Cienie IV RP.

Barbara Skrzypek, czyli słynna „pani Basia”, od niemal 30 lat jest najbliższą współpracowniczką Jarosława Kaczyńskiego. Kim jednak była „pani Basia” przed 1989 rokiem? Sprawdził to poseł opozycji Krzysztof Brejza.

Reklamy

Jak się okazało Barbara Skrzypek przez dziewięć lat pracowała w Urzędzie Rady Ministrów, którym zarządzał bliski współpracownik gen. Wojciecha Jaruzelskiego. Co więcej – Skrzypek miała tam dostęp do tajnych akt państwowych. W odpowiedzi na pismo posła Centrum Informacyjne Rządu wyznało, że Skrzypek pracowała w URM od 16 września 1980 roku do 10 września 1989 roku.

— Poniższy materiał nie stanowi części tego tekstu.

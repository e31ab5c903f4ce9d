//! Static file terminal module
//!
//! Opens files through the file I/O helper so handler workers never touch
//! the disk. The open result comes back as a helper completion carrying
//! this module's continuation token, and the file itself goes out as a
//! sendfile body part.

use std::path::{Component, Path, PathBuf};
use std::sync::Arc;

use tracing::debug;

use crate::eds::helpers::file_io::{ContinuationToken, IoOutcome};
use crate::eds::job::Job;
use crate::http::body::BodyPart;
use crate::http::handler::HandlerStage;
use crate::http::mime::MimeTypes;
use crate::http::module::{
    HandlerData, HelperResult, HttpModule, ModuleError, ModuleOutcome,
};
use crate::http::response::Response;
use crate::http::url;
use crate::net::conn::Connection;

const TOKEN_OPEN: u32 = 1;

/// Serves files under a root directory.
#[derive(Debug)]
pub struct StaticFilesModule {
    root: PathBuf,
    strip_prefix: String,
}

impl StaticFilesModule {
    pub fn new(root: PathBuf, strip_prefix: String) -> Self {
        Self { root, strip_prefix }
    }

    /// Maps a request path onto the filesystem, refusing traversal out of
    /// the root.
    fn resolve(&self, request_path: &str) -> Option<PathBuf> {
        let decoded = url::unescape(request_path);
        let relative = decoded
            .strip_prefix(self.strip_prefix.as_str())
            .unwrap_or(decoded.as_str())
            .trim_start_matches('/');
        let relative = Path::new(relative);
        if relative
            .components()
            .any(|c| !matches!(c, Component::Normal(_)))
        {
            return None;
        }
        Some(self.root.join(relative))
    }

    fn fail(&self, reason: &str) -> ModuleError {
        ModuleError::Failed {
            module: self.name().to_string(),
            reason: reason.to_string(),
        }
    }
}

impl HttpModule for StaticFilesModule {
    fn name(&self) -> &'static str {
        "static-files"
    }

    fn process_input(
        &self,
        conn: &Arc<Connection>,
        data: &mut HandlerData,
        stage: &HandlerStage,
        part: &mut Option<BodyPart>,
    ) -> Result<ModuleOutcome, ModuleError> {
        if part.take().is_some() {
            return Ok(ModuleOutcome::Stop);
        }
        let Some(path) = self.resolve(data.request.path()) else {
            stage
                .respond_error(conn, data, 403, "Forbidden")
                .map_err(|_| self.fail("writer unavailable"))?;
            return Ok(ModuleOutcome::Stop);
        };
        let file_io = stage.file_io().ok_or_else(|| self.fail("no file helper"))?;
        debug!(path = %path.display(), "static file requested");
        file_io
            .open(
                Arc::clone(conn) as Arc<dyn Job>,
                path,
                ContinuationToken::new(TOKEN_OPEN, 0),
                stage.io_sink(),
            )
            .map_err(|_| self.fail("file helper unavailable"))?;
        Ok(ModuleOutcome::Stop)
    }

    fn on_helper_complete(
        &self,
        conn: &Arc<Connection>,
        data: &mut HandlerData,
        stage: &HandlerStage,
        token: ContinuationToken,
        result: HelperResult,
    ) -> Result<ModuleOutcome, ModuleError> {
        if token.kind != TOKEN_OPEN {
            return Err(self.fail("unexpected continuation token"));
        }
        let HelperResult::Io(result) = result else {
            return Err(self.fail("unexpected helper result"));
        };
        match result {
            Ok(IoOutcome::Opened { file, len }) => {
                let mut response = Response::with_version(200, data.request.version);
                response.set_header("Content-Length", len.to_string());
                let decoded = url::unescape(data.request.path());
                if let Some(mime) = MimeTypes::global().for_path(Path::new(&decoded)) {
                    response.set_header("Content-Type", mime.to_string());
                }
                conn.set_response(response);
                let part = data.next_file_part(file, 0, len, true);
                stage
                    .send_output(conn, part)
                    .map_err(|_| self.fail("handler unavailable"))?;
                Ok(ModuleOutcome::Stop)
            }
            Ok(_) => Err(self.fail("unexpected file outcome")),
            Err(e) => {
                debug!(error = %e, "static file open failed");
                stage
                    .respond_error(conn, data, 404, "Not Found")
                    .map_err(|_| self.fail("writer unavailable"))?;
                Ok(ModuleOutcome::Stop)
            }
        }
    }
}

#[cfg(test)]
mod tests {
    use super::*;

    #[test]
    fn resolves_under_root() {
        let module = StaticFilesModule::new(PathBuf::from("/srv/www"), "/static/".into());
        assert_eq!(
            module.resolve("/static/css/site.css"),
            Some(PathBuf::from("/srv/www/css/site.css"))
        );
    }

    #[test]
    fn rejects_parent_traversal() {
        let module = StaticFilesModule::new(PathBuf::from("/srv/www"), "/static/".into());
        assert_eq!(module.resolve("/static/../etc/passwd"), None);
        assert_eq!(module.resolve("/static/%2e%2e/etc/passwd"), None);
    }
}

– W okresie zatrudnienia wykonywała pracę: stażysty w Wydziale Ogólnym – Archiwum, referenta w Wydziale Ogólnym, starszego referenta w Kancelarii Tajnej, starszego referenta w Gabinecie Prezesa Rady Ministrów, starszego statystyka w Gabinecie Prezesa Rady Ministrów, starszego statystyka w Gabinecie Ministra – Szefa Urzędu Rady Ministrów – czytamy w przesłanym dokumencie.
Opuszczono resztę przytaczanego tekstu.